I’ve planned to test the puppies and pick one based on the test. This is what I did when I picked Squid and I also asked Helen about what to look for structure-wise. There were three female pups and I got first pick. I wanted to see the puppies tug and they all did that well. Then I had one other test that I really believed in. It’s the reversed luring (or “it’s yer choice”) game. I presented a closed fist with treats inside it to one puppy at a time and looked at how they behaved. The first two puppies were excellent, behaving just like I wanted. They would try many different ways to get the treats and they did not give up. I’m not looking for a puppy that stays away from the hand too soon, I want them to be really intense and persistent. I think that this game shows that the puppy is willing to work for rewards and that he has some concentration and endurance. The third puppy was not like that. She sniffed the hand and walked away. That puppy was also the only one in that litter that was a Squid… So I ended up with her even though she failed at the only puppy test I really believe in. I still believe in it, because it was right about Squid. For the first 1,5-2 years she was really hard to train. She would fall asleep during shaping and give up if you used a non-reward marker. It was really, really hard to get her to do anything for any length of time. I’m still very happy that she is mine and at this time, you wouldn’t guess that she ever had those problems. She is a lot of fun to train, is very creative and persistent in shaping and can do obedience for long periods of time without rewards. She was just a very slow starter (and her sisters were not).

Very young Squid (to the left) with a brother, a sister and her mother Fly.

My next puppy was Epic and he is from our first own litter. I thought that having the puppies around you all the time for eight weeks would give you a lot of information and that I’d be able to make a good decision based on their personalities and structure. There were two male dogs in the litter and I picked Epic within two or three days, before he even had a personality… My choice was mostly based on the fact that he was black and white and his brother had some tan spots. Since I had Squid that is so much like mother Fly, I wanted to pick a puppy that was more like the father this time. Epic’s father is black and white and I think that was part of why I picked him. I believe that puppies that look a lot like a relative more often will have the same personality. I know this sounds weird and I’m not sure if it’s true (but it often seems so). Anyone that has any thoughts on this? I couldn’t be more happy with my choice, I love Epic so much.

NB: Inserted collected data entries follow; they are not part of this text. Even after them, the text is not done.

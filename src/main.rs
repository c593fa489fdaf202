//! The main entry point for the chat-typeahead compose box.
use anyhow::Result;

/// Parses the command line, loads configuration and runs the terminal UI
/// until Ctrl+C.
///
/// # Errors
///
/// Returns an error if configuration cannot be loaded or the terminal cannot
/// be set up.
#[tokio::main]
async fn main() -> Result<()> {
    chat_typeahead::app::launch().await
}
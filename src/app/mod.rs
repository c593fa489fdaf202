pub mod args;
pub mod config;

pub use args::AppArgs;

use std::sync::Arc;

use anyhow::{Context, Result};
use tracing::{debug, info};
use tracing_subscriber::EnvFilter;

use crate::compose::ComposeBox;
use crate::logging::{LogBuffer, TuiLogCollector};
use crate::ui::run_tui;

const LOG_CAPACITY: usize = 10_000;

pub async fn launch() -> Result<()> {
    launch_with_args(AppArgs::from_cli()).await
}

pub async fn launch_with_args(args: AppArgs) -> Result<()> {
    let settings = config::load_settings(&args)?;
    let directory = config::load_directory(args.candidates.as_deref())?;

    let log_buffer = Arc::new(LogBuffer::new(LOG_CAPACITY));
    let filter = match EnvFilter::try_from_default_env() {
        Ok(filter) => filter,
        Err(_) => EnvFilter::try_new(format!("warn,chat_typeahead={}", args.log_level))
            .with_context(|| format!("Invalid log level {:?}", args.log_level))?,
    };
    if let Err(e) = TuiLogCollector::init_subscriber(log_buffer.clone(), filter) {
        debug!("Failed to initialize log collector: {}", e);
    }

    info!(
        "Loaded {} users, {} streams, {} emoji",
        directory.users.len(),
        directory.streams.len(),
        directory.emoji.len()
    );

    let compose = ComposeBox::new(Arc::new(directory), settings, args.stream_delay());
    run_tui(compose, log_buffer).await
}
//! This module defines the core components and logic for the terminal user interface.
mod controller;
mod events;
mod layout;
mod lifecycle;
mod render;

pub use controller::TerminalUI;
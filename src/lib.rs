//! Typeahead for a group-chat compose box, with a terminal host to drive it.
pub mod app;
pub mod compose;
pub mod logging;
pub mod typeahead;
pub mod ui;
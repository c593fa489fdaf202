//! Translation from crossterm key events to the browser-style events the
//! typeahead understands.
use crossterm::event::{KeyCode, KeyEvent as TermKeyEvent, KeyEventKind, KeyModifiers};

use crate::typeahead::keys::{ARROW_DOWN, ARROW_UP, BACKSPACE, ENTER, ESCAPE, TAB, UNIDENTIFIED};
use crate::typeahead::KeyEvent;

const END: i32 = 35;
const HOME: i32 = 36;
const ARROW_LEFT: i32 = 37;
const ARROW_RIGHT: i32 = 39;

/// What the field does with a key when no handler prevented the default.
#[derive(Debug, Clone, Copy, PartialEq, Eq)]
pub enum DefaultAction {
    Insert(char),
    Backspace,
    CursorLeft,
    CursorRight,
    CursorHome,
    CursorEnd,
    Undo,
    Submit,
    NextField,
    Nothing,
}

/// One physical key press, ready for keydown, keypress and keyup.
#[derive(Debug, Clone, PartialEq, Eq)]
pub struct Keystroke {
    pub event: KeyEvent,
    pub default_action: DefaultAction,
    /// Whether a keypress fires between keydown and keyup.
    pub fires_keypress: bool,
}

impl Keystroke {
    fn new(event: KeyEvent, default_action: DefaultAction) -> Self {
        Self {
            event,
            default_action,
            fires_keypress: false,
        }
    }

    fn with_keypress(mut self) -> Self {
        self.fires_keypress = true;
        self
    }
}

/// Returns `None` for releases and for keys the compose box has no use for.
pub fn translate(key: &TermKeyEvent) -> Option<Keystroke> {
    if key.kind == KeyEventKind::Release {
        return None;
    }
    let shift = key.modifiers.contains(KeyModifiers::SHIFT);
    let ctrl = key.modifiers.contains(KeyModifiers::CONTROL);

    let stroke = match key.code {
        KeyCode::Char(c) if ctrl => match c.to_ascii_lowercase() {
            'z' => Keystroke::new(KeyEvent::character('z').with_ctrl(), DefaultAction::Undo),
            _ => return None,
        },
        KeyCode::Char(c) => {
            let mut event = KeyEvent::character(c);
            if shift {
                event = event.with_shift();
            }
            Keystroke::new(event, DefaultAction::Insert(c)).with_keypress()
        }
        KeyCode::Enter => {
            Keystroke::new(KeyEvent::new(ENTER), DefaultAction::Submit).with_keypress()
        }
        KeyCode::Tab => Keystroke::new(KeyEvent::new(TAB), DefaultAction::NextField),
        KeyCode::BackTab => {
            Keystroke::new(KeyEvent::new(TAB).with_shift(), DefaultAction::NextField)
        }
        KeyCode::Esc => Keystroke::new(KeyEvent::new(ESCAPE), DefaultAction::Nothing),
        KeyCode::Backspace => Keystroke::new(KeyEvent::new(BACKSPACE), DefaultAction::Backspace),
        KeyCode::Up => Keystroke::new(KeyEvent::new(ARROW_UP), DefaultAction::CursorHome),
        KeyCode::Down => Keystroke::new(KeyEvent::new(ARROW_DOWN), DefaultAction::CursorEnd),
        KeyCode::Left => Keystroke::new(KeyEvent::new(ARROW_LEFT), DefaultAction::CursorLeft),
        KeyCode::Right => Keystroke::new(KeyEvent::new(ARROW_RIGHT), DefaultAction::CursorRight),
        KeyCode::Home => Keystroke::new(KeyEvent::new(HOME), DefaultAction::CursorHome),
        KeyCode::End => Keystroke::new(KeyEvent::new(END), DefaultAction::CursorEnd),
        _ => return None,
    };
    Some(stroke)
}

#[cfg(test)]
mod tests {
    use super::*;

    fn key(code: KeyCode, modifiers: KeyModifiers) -> TermKeyEvent {
        TermKeyEvent::new(code, modifiers)
    }

    #[test]
    fn printable_keys_insert_and_fire_keypress() {
        let stroke = translate(&key(KeyCode::Char('A'), KeyModifiers::SHIFT)).unwrap();
        assert_eq!(stroke.event.key_code, 'A' as i32);
        assert_eq!(stroke.event.key, Some('A'));
        assert!(stroke.event.shift);
        assert!(stroke.fires_keypress);
        assert_eq!(stroke.default_action, DefaultAction::Insert('A'));
    }

    #[test]
    fn punctuation_does_not_alias_arrow_codes() {
        for c in ['(', '&'] {
            let stroke = translate(&key(KeyCode::Char(c), KeyModifiers::SHIFT)).unwrap();
            assert_eq!(stroke.event.key_code, UNIDENTIFIED);
            assert_ne!(stroke.event.key_code, ARROW_DOWN);
            assert_ne!(stroke.event.key_code, ARROW_UP);
            assert_eq!(stroke.default_action, DefaultAction::Insert(c));
        }
    }

    #[test]
    fn navigation_keys_use_browser_codes() {
        let up = translate(&key(KeyCode::Up, KeyModifiers::NONE)).unwrap();
        assert_eq!(up.event.key_code, ARROW_UP);
        assert!(!up.fires_keypress);

        let enter = translate(&key(KeyCode::Enter, KeyModifiers::NONE)).unwrap();
        assert_eq!(enter.event.key_code, ENTER);
        assert_eq!(enter.default_action, DefaultAction::Submit);

        let back_tab = translate(&key(KeyCode::BackTab, KeyModifiers::SHIFT)).unwrap();
        assert_eq!(back_tab.event.key_code, TAB);
        assert!(back_tab.event.shift);
    }

    #[test]
    fn control_chords_other_than_undo_are_dropped() {
        let undo = translate(&key(KeyCode::Char('z'), KeyModifiers::CONTROL)).unwrap();
        assert_eq!(undo.default_action, DefaultAction::Undo);
        assert!(undo.event.ctrl);
        assert!(translate(&key(KeyCode::Char('q'), KeyModifiers::CONTROL)).is_none());
        assert!(translate(&key(KeyCode::F(2), KeyModifiers::NONE)).is_none());
    }

    #[test]
    fn releases_are_ignored() {
        let mut release = key(KeyCode::Char('a'), KeyModifiers::NONE);
        release.kind = KeyEventKind::Release;
        assert!(translate(&release).is_none());
    }
}
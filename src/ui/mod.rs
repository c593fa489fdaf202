//! Terminal host for the compose box.
//!
//! Crossterm input is translated into browser-style key events and fed to
//! whichever compose field has focus; menus are drawn where the typeahead
//! positioned them.
pub mod event;
pub mod keymap;
pub mod runner;
pub mod state;
pub mod terminal;

pub use event::UIEvent;
pub use keymap::{translate, DefaultAction, Keystroke};
pub use runner::run_tui;
pub use state::{SentMessage, UIMode, UIState};
pub use terminal::TerminalUI;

Epic with a bulldog body at 3 weeks

This summer, Thomas lovely dog Jen had a litter of puppies and I was going to keep a female for herding and breeding. Since Jen is carrier of CEA, we decided to test all the puppies as soon as possible, so that we could chose a female puppy that was clear/normal and not have to worry about it in future breeding. But when the test came back, it turned out that both the black and white puppies were clear and the ones with tan were carriers. I knew I should keep a black and white female, but in the end I just had to pick one of the tan marked because she was clearly “Seven” (the litter has a Star Trek-theme).

Then Thomas fell in love with one of the male puppies and kept him (also a carrier…) and I didn’t feel like having a puppy at all. So Sarek has stayed with Thomas and Seven moved to Stockholm on breeding terms and is now called “Twix”. It didn’t turn out at all like I had planned and I have no idea how it will end (which of the female puppies I’d most like to breed from when they are grown) but I do have a good feeling about my choice anyway. I met Seven/Twix a few weeks ago and I just loved her personality so much. She’s also still very pretty, but I don’t know what Helen would say about this body at five months 😀

Photo borrowed from Emelie Briding. I think this is a really unflattering picture and I’m sure she’ll look great when she’s grown. This is just too funny.